Florida dismissed head coach Will Muschamp on Sunday.
A day later, Hugh Freeze’s name was being bandied about in various national media reports as a potential replacement.
Ole Miss, just three years removed from its worst season in school history, is 8-2 (4-2 SEC) on the year and ranked No. 8 in both the coaches’ and Associated Press polls. The Rebels travel to face Arkansas Saturday at 2:30 p.m. CT on CBS.
“I don’t discuss my job status, good or bad. Nothing good comes from that,” Freeze, who has a career record of 23-13, said Monday. “My family is extremely happy in Oxford. I love working for Chancellor Dan Jones and Ross Bjork. My total focus is on Arkansas.”

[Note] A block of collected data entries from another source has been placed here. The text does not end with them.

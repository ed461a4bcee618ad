// Copyright 2023 Divy Srivastava <dj.srivastava23@gmail.com>
//
// Licensed under the Apache License, Version 2.0 (the "License");
// you may not use this file except in compliance with the License.
// You may obtain a copy of the License at
//
// http://www.apache.org/licenses/LICENSE-2.0
//
// Unless required by applicable law or agreed to in writing, software
// distributed under the License is distributed on an "AS IS" BASIS,
// WITHOUT WARRANTIES OR CONDITIONS OF ANY KIND, either express or implied.
// See the License for the specific language governing permissions and
// limitations under the License.

//! HTTP/1.1 response generation in a single fixed buffer.
//!
//! The buffer is split into a forward header region and a body region that
//! starts at a reserved offset. The body start can additionally move *left*
//! to prepend bytes between the final header line and the first body byte:
//! chunked transfer needs each chunk prefixed with `<hex-size>\r\n`, and
//! writing the body first lets the size be computed without a second
//! buffer. After the first flush the header region is no longer needed and
//! body writes get almost the whole buffer.

use std::any::Any;
use std::ops::Range;

use crate::connection::ServerConnection;
use crate::error::ServerError;
use crate::request::Version;
use crate::tcp::WRITE_FLAG_ZERO_COPY;
use crate::{RESPONSE_BUFFER_SIZE, RESPONSE_HEADERS_RESERVED};

const EOL: &[u8] = b"\r\n";
// max hex chunk-size digits + line end
const CHUNK_PREFIX_RESERVE: usize = 20 + EOL.len();

const KEEP_ALIVE_HEADER: &str = "Keep-Alive: timeout=15, max=1000";
const CONNECTION_CLOSE_HEADER: &str = "Connection: close";
const CONNECTION_UPGRADE_HEADER: &str = "Connection: Upgrade";
const CHUNKED_TRANSFER_HEADER: &str = "Transfer-Encoding: chunked";

#[derive(Debug, Clone, Copy, PartialEq, Eq)]
pub enum StatusCode {
  Ok,
  SwitchingProtocol,
  NotFound,
  BadRequest,
  InternalServerError,
}

impl StatusCode {
  fn as_str(self) -> &'static str {
    match self {
      StatusCode::Ok => "200 OK",
      StatusCode::SwitchingProtocol => "101 Switching Protocols",
      StatusCode::NotFound => "404 Not Found",
      StatusCode::BadRequest => "400 Bad Request",
      StatusCode::InternalServerError => "500 Internal Server Error",
    }
  }
}

#[derive(Debug, Clone, Copy, PartialEq, Eq)]
pub enum ConnectionMode {
  KeepAlive,
  Upgrade,
  Close,
}

fn to_ascii(mut value: usize, out: &mut [u8], base: usize) -> usize {
  const LOOKUP: &[u8; 16] = b"0123456789ABCDEF";
  let mut tmp = [0u8; 20];
  let mut i = tmp.len();
  loop {
    i -= 1;
    tmp[i] = LOOKUP[value % base];
    value /= base;
    if value == 0 {
      break;
    }
  }
  let n = tmp.len() - i;
  out[..n].copy_from_slice(&tmp[i..]);
  n
}

/// One HTTP response, built on the stack of the dispatch loop.
pub struct Response<'a> {
  conn: &'a mut ServerConnection,
  buf: [u8; RESPONSE_BUFFER_SIZE],
  header_pos: usize,
  body_start: usize,
  body_pos: usize,
  total_sent: usize,
  headers_sent: bool,
  status_written: bool,
  chunked: bool,
  version: Version,
  mode: ConnectionMode,
}

impl<'a> Response<'a> {
  pub fn new(
    conn: &'a mut ServerConnection,
    keep_alive: bool,
    version: Version,
  ) -> Self {
    Self {
      conn,
      buf: [0u8; RESPONSE_BUFFER_SIZE],
      header_pos: 0,
      body_start: RESPONSE_HEADERS_RESERVED,
      body_pos: RESPONSE_HEADERS_RESERVED,
      total_sent: 0,
      headers_sent: false,
      status_written: false,
      chunked: true,
      version,
      mode: if keep_alive {
        ConnectionMode::KeepAlive
      } else {
        ConnectionMode::Close
      },
    }
  }

  fn append_headers(&mut self, data: &[u8]) -> bool {
    if self.header_pos + data.len() >= self.body_start {
      // out of header space; while no body bytes are buffered the body
      // start can simply move right
      if self.body_pos == self.body_start
        && self.header_pos + data.len() < RESPONSE_BUFFER_SIZE
      {
        self.body_start += data.len();
        self.body_pos = self.body_start;
      } else {
        return false;
      }
    }
    self.buf[self.header_pos..self.header_pos + data.len()]
      .copy_from_slice(data);
    self.header_pos += data.len();
    true
  }

  fn append_headers_eol(&mut self) -> bool {
    self.append_headers(EOL)
  }

  /// Prepend into the reserved space between headers and body; each call
  /// moves the body start further left.
  fn append_body_prefix(&mut self, data: &[u8]) -> bool {
    let Some(new_start) = self.body_start.checked_sub(data.len()) else {
      return false;
    };
    if new_start <= self.header_pos {
      return false;
    }
    self.body_start = new_start;
    self.buf[new_start..new_start + data.len()].copy_from_slice(data);
    true
  }

  fn append_body(&mut self, data: &[u8]) -> bool {
    if self.body_pos + data.len() > RESPONSE_BUFFER_SIZE {
      return false;
    }
    self.buf[self.body_pos..self.body_pos + data.len()].copy_from_slice(data);
    self.body_pos += data.len();
    true
  }

  fn network_write(&mut self, range: Range<usize>) -> Result<(), ServerError> {
    if range.is_empty() {
      return Ok(());
    }
    let len = range.len();
    if self.conn.write_data(&self.buf[range], 0) {
      self.total_sent += len;
      Ok(())
    } else {
      Err(ServerError::WriteFailed)
    }
  }

  fn ensure_status_written(&mut self) -> bool {
    if !self.status_written {
      return self.write_header(StatusCode::Ok);
    }
    true
  }

  /// Write the status line. Implicitly `200 OK` if `write` is called
  /// first; can only be done once.
  pub fn write_header(&mut self, status: StatusCode) -> bool {
    if self.headers_sent || self.status_written {
      return false;
    }
    self.status_written = true;
    self.append_headers(self.version.as_str().as_bytes())
      && self.append_headers(b" ")
      && self.append_headers(status.as_str().as_bytes())
      && self.append_headers_eol()
  }

  /// Append a pre-formatted header line (without the line end). Ignored
  /// once the headers are on the wire.
  pub fn write_header_raw(&mut self, line: &str) -> bool {
    if self.headers_sent {
      return false;
    }
    self.ensure_status_written()
      && self.append_headers(line.as_bytes())
      && self.append_headers_eol()
  }

  /// Append a `name: value` header line. Ignored once the headers are on
  /// the wire.
  pub fn write_header_line(&mut self, name: &str, value: &str) -> bool {
    if self.headers_sent {
      return false;
    }
    self.ensure_status_written()
      && self.append_headers(name.as_bytes())
      && self.append_headers(b": ")
      && self.append_headers(value.as_bytes())
      && self.append_headers_eol()
  }

  /// Declare the body length up front and disable chunked transfer. Don't
  /// call this more than once.
  pub fn add_content_length_header(&mut self, length: usize) {
    if self.headers_sent {
      return;
    }
    self.ensure_status_written();
    let mut digits = [0u8; 20];
    let n = to_ascii(length, &mut digits, 10);
    self.append_headers(b"Content-Length: ");
    self.append_headers(&digits[..n]);
    self.append_headers_eol();
    self.chunked = false;
  }

  /// Buffer body bytes, flushing a chunk whenever the body region fills.
  pub fn write(&mut self, data: &[u8]) -> Result<usize, ServerError> {
    self.ensure_status_written();

    let mut remaining = data;
    while !remaining.is_empty() {
      let mut avail = RESPONSE_BUFFER_SIZE - self.body_pos;
      if self.chunked {
        // account for the line end each chunk carries
        avail = if avail > EOL.len() { avail - EOL.len() } else { 0 };
      }
      let n = remaining.len().min(avail);
      if n > 0 {
        if !self.append_body(&remaining[..n]) {
          return Err(ServerError::ResponseBufferFull);
        }
        remaining = &remaining[n..];
      }
      if !remaining.is_empty() {
        self.flush_impl(false)?;
      }
    }
    Ok(data.len())
  }

  /// Flush buffered content, then push the caller's bytes through the
  /// transport without copying. Meant for large immutable assets.
  pub fn write_direct(&mut self, data: &[u8]) -> Result<(), ServerError> {
    self.flush_impl(false)?;
    if self.conn.write_data(data, WRITE_FLAG_ZERO_COPY) {
      self.total_sent += data.len();
      Ok(())
    } else {
      Err(ServerError::WriteFailed)
    }
  }

  /// Send headers (first time) and the buffered body as one chunk.
  pub fn flush(&mut self) -> Result<(), ServerError> {
    self.flush_impl(false)
  }

  /// Flush and, for chunked transfer, emit the zero-length terminating
  /// chunk.
  pub fn finalize(&mut self) -> Result<(), ServerError> {
    self.flush_impl(true)
  }

  fn flush_impl(&mut self, finalize: bool) -> Result<(), ServerError> {
    let chunk_size = self.body_pos - self.body_start;

    if !self.headers_sent {
      if finalize && self.chunked {
        // the whole body was buffered: a plain Content-Length beats
        // chunked framing
        self.add_content_length_header(chunk_size);
      } else if self.chunked {
        self.write_header_raw(CHUNKED_TRANSFER_HEADER);
      } else {
        self.ensure_status_written();
      }

      match self.mode {
        ConnectionMode::KeepAlive => self.write_header_raw(KEEP_ALIVE_HEADER),
        ConnectionMode::Close => self.write_header_raw(CONNECTION_CLOSE_HEADER),
        ConnectionMode::Upgrade => {
          self.write_header_raw(CONNECTION_UPGRADE_HEADER)
        }
      };

      if !self.append_headers_eol() {
        return Err(ServerError::ResponseBufferFull);
      }
      self.network_write(0..self.header_pos)?;
      self.headers_sent = true;
    }

    let before = self.body_start;
    if self.chunked {
      let mut prefix = [0u8; CHUNK_PREFIX_RESERVE];
      let n = to_ascii(chunk_size, &mut prefix, 16);
      prefix[n..n + EOL.len()].copy_from_slice(EOL);

      let prefix_len = n + EOL.len();
      if !(self.append_body_prefix(&prefix[..prefix_len])
        && self.append_body(EOL))
      {
        self.body_start = before;
        return Err(ServerError::ResponseBufferFull);
      }

      // the last chunk must always have a zero length
      if chunk_size > 0 && finalize {
        self.write(b"0\r\n\r\n")?;
      }
    }

    match self.network_write(self.body_start..self.body_pos) {
      Ok(()) => {
        // the header reservation is no longer needed once the headers are
        // out; keep just enough room for the next chunk prefix
        self.body_start = CHUNK_PREFIX_RESERVE;
        self.body_pos = CHUNK_PREFIX_RESERVE;
        self.header_pos = 0;
        Ok(())
      }
      Err(e) => {
        if self.chunked {
          self.body_start = before;
        }
        Err(e)
      }
    }
  }

  /// Stop interpreting bytes on this connection as HTTP and hand it to the
  /// caller.
  pub fn hijack_connection(&mut self) -> &mut ServerConnection {
    self.conn.hijacked = true;
    self.conn
  }

  /// Value persisted across keep-alive reuses of the connection; dropped
  /// when the connection closes.
  pub fn set_session_arg(&mut self, arg: Box<dyn Any>) {
    self.conn.set_session_arg(arg);
  }

  pub fn session_arg(&mut self) -> Option<&mut (dyn Any + 'static)> {
    self.conn.session_arg()
  }

  pub fn set_connection_mode(&mut self, mode: ConnectionMode) {
    self.mode = mode;
  }

  pub fn connection_mode(&self) -> ConnectionMode {
    self.mode
  }

  /// Count of bytes handed to the transport for this response.
  pub fn response_size_sent(&self) -> usize {
    self.total_sent
  }
}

Freeze has a current annual salary of $3 million. He’s signed for four years, the maximum allowed under Mississippi law. Should Ole Miss, still in play for the four-team playoff, win a national championship, his salary would settle around $4 million due to incentives.
Athletics director Ross Bjork said Ole Miss has been proactive in its discussions with Freeze and his agent, Jimmy Sexton. He anticipates a new deal being in place once the season is over. Ole Miss will close out the regular season at home against Mississippi State Nov. 29.
“I think it starts well before all these things happen,” Bjork said. “One, a great relationship between coach and myself. Two, being proactive throughout the season. I love the way we’ve handled this the last two years. Obviously, we’ve redone his contract after the last two seasons. We’ve used the same approach. Have a relationship is the foundation, go through the season and be proactive with conversations and then once you get to the end, hopefully it doesn’t take as long to get things done. That’s where we are. We’ve been proactive throughout the season. Coach knows how we feel about him. We love that he loves being here and his family’s comfortable. We’ll take the next couple of weeks to iron out the details and by all accounts, we’ll have a new deal in place for him when the season’s over.”
Bjork believes Ole Miss can be competitive with any school across the country in what it offers a coach. However, there is a ceiling.
“I think there’s always a ceiling, no matter what you do,” Bjork said. “If somebody has a life-changing opportunity, we’ll be shaking their hand on the way out and hugging them out the door. But I think we can be competitive with anybody in the country in terms of what we can offer, in terms of quality of life, in terms of salary, in terms of assistant packages. I feel good about the resources we have.”
The SEC Network helps, too. Ole Miss has a budget of $76.5 million this year, the largest ever. Bjork expects that number to soar above $80 million next year, and it could very well settle near $90 before all is said and done.
“We’re looking at a big increase in our budget,” he said. “It definitely changes the game. When you’re in that realm, that’s where you feel good about the resources you can put out there.
“Once you’re in that $75-80 million dollar range, we can take care of our people, we can take care of our facilities at the highest level. And we can compare that to anybody. (The SEC Network) probably has leveled it out a little bit. But what else can you spend that on? I think we can maximize what we do here by being in that $80-90 million range, and we’re approaching that.”
But how high can Ole Miss go to pay a head coach? Texas A&M head coach Kevin Sumlin, a comparable head coach in terms of career accomplishments, makes $5 million per. Alabama’s Nick Saban? Well, few coaches, if any, approach his $6.9 million.
“The new number became three (million) last year,” Bjork said. “What’s that new number? Is that closer to four? I don’t know if five is the norm yet. Where does it stop? Who’s the program that makes that decision where you stop? We don’t want to put ourselves in that position. We’re going to dictate how we feel about that coach, we’re going to dictate with our resources. What that sweet spot is is yet to be determined. I wouldn’t say it’s five. But it’s creeping up on four, for sure, which is crazy.
“But when you’re in the SEC, you’ve got to be able to say we’re committed to playing and competing at the highest level. So whatever that number is with what we’re comfortable will be the number.”